核物質は、極微量でもその取扱いを誤ると今回のような国家的重大事態を引き起こす。原子力発電所は、このような危険物質を大量に扱い、またさらにそこからは、毎日莫大な放射性物質が生み出されている。例えば、通常の百万キロワット級の原発を運転すると、広島型原爆の一千倍もの放射性廃棄物を生み出してしまうのである。そのなかに、今回のウランよりはるかに危険で毒性の高い、プルトニウムも含まれている。
こうした危険性は、ほかの薬物とか廃棄物とかのいずれと比較しても、段違いの危険性を本来持っているものである。
今回の事故も、起こることはありえないと想定されていた。しかし、現実には起こったのである。その理由は、人間とは弱い存在であるからだ。どんなに機械でチェックしても、その機械や器具を設置し、動かしているのは人間であって、その人間は、金や権力、欲望には弱く、また体の病気や、疲労もあり、機械などの操作に間違いもある。
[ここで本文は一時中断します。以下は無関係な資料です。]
//! # Financial Scenario Engine
//!
//! Deterministic calculations behind a small-business planning tool: working
//! capital, cash runway, company valuation and next-year scenario generation.
//!
//! ## Core Concepts
//!
//! - **Scenario**: a target year of revenue and expense lines, each carrying a base
//!   (prior year) and a projected amount with an optional quarterly breakdown
//! - **Working Capital**: cash conversion cycle and net working capital from DSO/DIO/DPO
//! - **Death Valley**: the lowest point of the cumulative cash curve, and the
//!   investment needed to keep it non-negative
//! - **Valuation Blend**: revenue multiple, EBITDA multiple, DCF and VC method,
//!   weighted into one company valuation
//! - **Carry-Forward**: last year's projection becomes next year's base
//!
//! Ratios never fail: a zero denominator yields the documented default (usually 0).
//!
//! ## Example
//!
//! ```rust,ignore
//! use financial_scenario_engine::*;
//!
//! let planner = FinancialPlanner::new(PlannerConfig::default())?;
//!
//! let scenario = SimulationScenario {
//!     base_year: 2025,
//!     target_year: 2026,
//!     revenues: vec![ProjectionItem::new("Subscriptions", 800_000.0, 1_000_000.0)],
//!     expenses: vec![ProjectionItem::new("Payroll", 700_000.0, 900_000.0)],
//!     investments: vec![],
//!     assumed_exchange_rate: 1.0,
//!     scenario_type: ScenarioType::Positive,
//! };
//!
//! let working_capital = WorkingCapitalConfig {
//!     ar_days: 45,
//!     inventory_days: None,
//!     ap_days: 30,
//! };
//! let analysis = planner.analyze(&scenario, 50_000.0, &working_capital);
//! println!("Bridge needed: {}", analysis.capital_need.required_investment);
//! ```

pub mod carry_forward;
pub mod cash_flow;
pub mod config;
pub mod error;
pub mod scenario;
pub mod schema;
pub mod utils;
pub mod valuation;
pub mod working_capital;

pub use carry_forward::{
    apply_growth_floor, build_next_year_scenario, carry_forward_scenario, rebalance_quarters,
    select_reference_scenario, split_quarterly, CarryForwardGenerator, CarryForwardResult,
    GrowthFloorOutcome, NextYearPlan, ScenarioRatios,
};
pub use cash_flow::{
    build_thirteen_week_forecast, compute_capital_need, cumulative_balances, forecast_periods,
    scenario_quarterly_periods, verify_forecast_continuity, CapitalNeedResult, CashPeriod,
    DeathValleyAnalyzer, PeriodGranularity, ThirteenWeekInputs, FORECAST_WEEKS,
};
pub use config::*;
pub use error::{Result, ScenarioEngineError};
pub use scenario::{verify_quarterly_splits, year_metrics, ScenarioSummary};
pub use schema::*;
pub use utils::*;
pub use valuation::{
    build_exit_plan, compute_exit_waterfall, compute_moic, compute_valuations, present_value,
    weighted_valuation, DealTerms, ExitPlan, ExitPlanYear, ExitWaterfall, ValuationBlender,
    ValuationBreakdown, YearMetrics,
};
pub use working_capital::{
    calculate_cash_conversion_cycle, calculate_net_working_capital, working_capital_delta,
    NetWorkingCapital, WorkingCapitalEngine,
};

use log::{debug, info};
use serde::{Deserialize, Serialize};

/// Everything the dashboards show for one scenario year.
#[derive(Debug, Clone, PartialEq, Serialize, Deserialize)]
#[serde(rename_all = "camelCase")]
pub struct ScenarioAnalysis {
    pub summary: ScenarioSummary,
    pub quarterly_cash_flow: Vec<CashPeriod>,
    pub capital_need: CapitalNeedResult,
    pub cash_conversion_cycle: i32,
    pub working_capital: NetWorkingCapital,
}

pub struct FinancialPlanner {
    config: PlannerConfig,
}

impl FinancialPlanner {
    pub fn new(config: PlannerConfig) -> Result<Self> {
        config.validate()?;
        Ok(Self { config })
    }

    pub fn from_json(json: &str) -> Result<Self> {
        Ok(Self {
            config: PlannerConfig::from_json(json)?,
        })
    }

    pub fn config(&self) -> &PlannerConfig {
        &self.config
    }

    pub fn analyze(
        &self,
        scenario: &SimulationScenario,
        opening_cash: f64,
        working_capital: &WorkingCapitalConfig,
    ) -> ScenarioAnalysis {
        info!(
            "Analyzing {:?} scenario {} -> {}",
            scenario.scenario_type, scenario.base_year, scenario.target_year
        );
        debug!(
            "Scenario contains {} revenue lines, {} expense lines and {} investments",
            scenario.revenues.len(),
            scenario.expenses.len(),
            scenario.investments.len()
        );

        let summary = ScenarioSummary::from_scenario(scenario);
        let quarterly_cash_flow = scenario_quarterly_periods(scenario);
        let capital_need =
            compute_capital_need(&quarterly_cash_flow, opening_cash, PeriodGranularity::Quarter);

        let engine = WorkingCapitalEngine::new(self.config.working_capital);

        ScenarioAnalysis {
            summary,
            capital_need,
            cash_conversion_cycle: engine.cash_conversion_cycle(working_capital),
            working_capital: engine.net_working_capital(
                summary.total_projected_revenue,
                summary.total_projected_expenses,
                working_capital,
            ),
            quarterly_cash_flow,
        }
    }

    /// Like [`analyze`](Self::analyze), but first rejects scenarios whose stored
    /// quarterly breakdowns drift from their annual amounts by more than `tolerance`.
    pub fn analyze_with_verification(
        &self,
        scenario: &SimulationScenario,
        opening_cash: f64,
        working_capital: &WorkingCapitalConfig,
        tolerance: f64,
    ) -> Result<ScenarioAnalysis> {
        verify_quarterly_splits(scenario, tolerance)?;
        Ok(self.analyze(scenario, opening_cash, working_capital))
    }

    pub fn next_year(
        &self,
        reference: &SimulationScenario,
        projection: &NextYearProjection,
        focus_projects: &[String],
    ) -> NextYearPlan {
        CarryForwardGenerator::new(self.config.growth_floor).next_year(
            reference,
            projection,
            focus_projects,
        )
    }

    pub fn exit_plan(&self, projection: &[YearMetrics], deal: &DealTerms) -> ExitPlan {
        build_exit_plan(projection, deal, &self.config.valuation)
    }

    /// Builds the 13-week forecast, checks its continuity and runs the
    /// death-valley analysis over it.
    pub fn thirteen_week_outlook(
        &self,
        inputs: &ThirteenWeekInputs,
        tolerance: f64,
    ) -> Result<(Vec<ThirteenWeekCashForecast>, CapitalNeedResult)> {
        let rows = build_thirteen_week_forecast(inputs);
        verify_forecast_continuity(&rows, tolerance)?;
        let need = compute_capital_need(
            &forecast_periods(&rows),
            inputs.opening_balance,
            PeriodGranularity::Week,
        );
        Ok((rows, need))
    }
}

#[cfg(test)]
mod tests {
    use super::*;

    fn scenario() -> SimulationScenario {
        SimulationScenario {
            base_year: 2025,
            target_year: 2026,
            revenues: vec![ProjectionItem::new("Subscriptions", 800_000.0, 1_000_000.0)],
            expenses: vec![ProjectionItem::new("Payroll", 700_000.0, 1_100_000.0)],
            investments: vec![],
            assumed_exchange_rate: 1.0,
            scenario_type: ScenarioType::Negative,
        }
    }

    #[test]
    fn test_planner_rejects_invalid_config() {
        let mut config = PlannerConfig::default();
        config.valuation.weights.dcf = 0.9;
        assert!(FinancialPlanner::new(config).is_err());
    }

    #[test]
    fn test_analyze_loss_making_year() {
        let planner = FinancialPlanner::new(PlannerConfig::default()).unwrap();
        let wc = WorkingCapitalConfig {
            ar_days: 45,
            inventory_days: None,
            ap_days: 30,
        };
        let analysis = planner.analyze(&scenario(), 0.0, &wc);

        assert_eq!(analysis.quarterly_cash_flow.len(), 4);
        assert_eq!(analysis.capital_need.min_cumulative_cash, -100_000.0);
        assert_eq!(analysis.capital_need.required_investment, 100_000.0);
        assert_eq!(
            analysis.capital_need.critical_period.as_deref(),
            Some("Q4 2026")
        );
        assert_eq!(analysis.capital_need.runway_months, 0);
        assert_eq!(analysis.cash_conversion_cycle, 15);
        assert!(analysis.working_capital.net_working_capital > 0.0);
    }

    #[test]
    fn test_analyze_with_verification_flags_bad_split() {
        let planner = FinancialPlanner::new(PlannerConfig::default()).unwrap();
        let mut s = scenario();
        s.revenues[0].projected_quarterly = Some(QuarterlyAmounts {
            q1: 1.0,
            q2: 1.0,
            q3: 1.0,
            q4: 1.0,
        });
        let result =
            planner.analyze_with_verification(&s, 0.0, &WorkingCapitalConfig::default(), 0.01);
        assert!(result.is_err());
    }
}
そしてどんなに安全装置を施しても例えば、原子力発電所の上から、ミサイルが打ち込まれたり、ハイジャックされた飛行機が落ちてくれば安全装置などで守ることは到底できないから、原子炉が破壊されてしまう。そうなれば、原発が制御できなくなり、チェルノブイリの事故のような状態となって、莫大な放射能がまき散らされることになり、核戦争並の事態となり、日本中が大混乱に陥るだろう。
しかし、やはり「そんなことはきわめてありそうにない」という理由で、そのことはだれもが避けて通る。けれども、今回の事故を見ても、誰一人予想もしないようなことが現実には起こるのである。罪深い人間、弱い人間であるから、ハイジャックとか戦争とかを起こさないとは断定できないのである。
私たちは、こうした人間の存在にとって、現在および未来にわたって重大な危険をもたらす可能性を持っている施設を廃止していくという前提に立って、そこからそれではどうしたらよいのかと一人一人が考えていかねばならない状況に置かれている。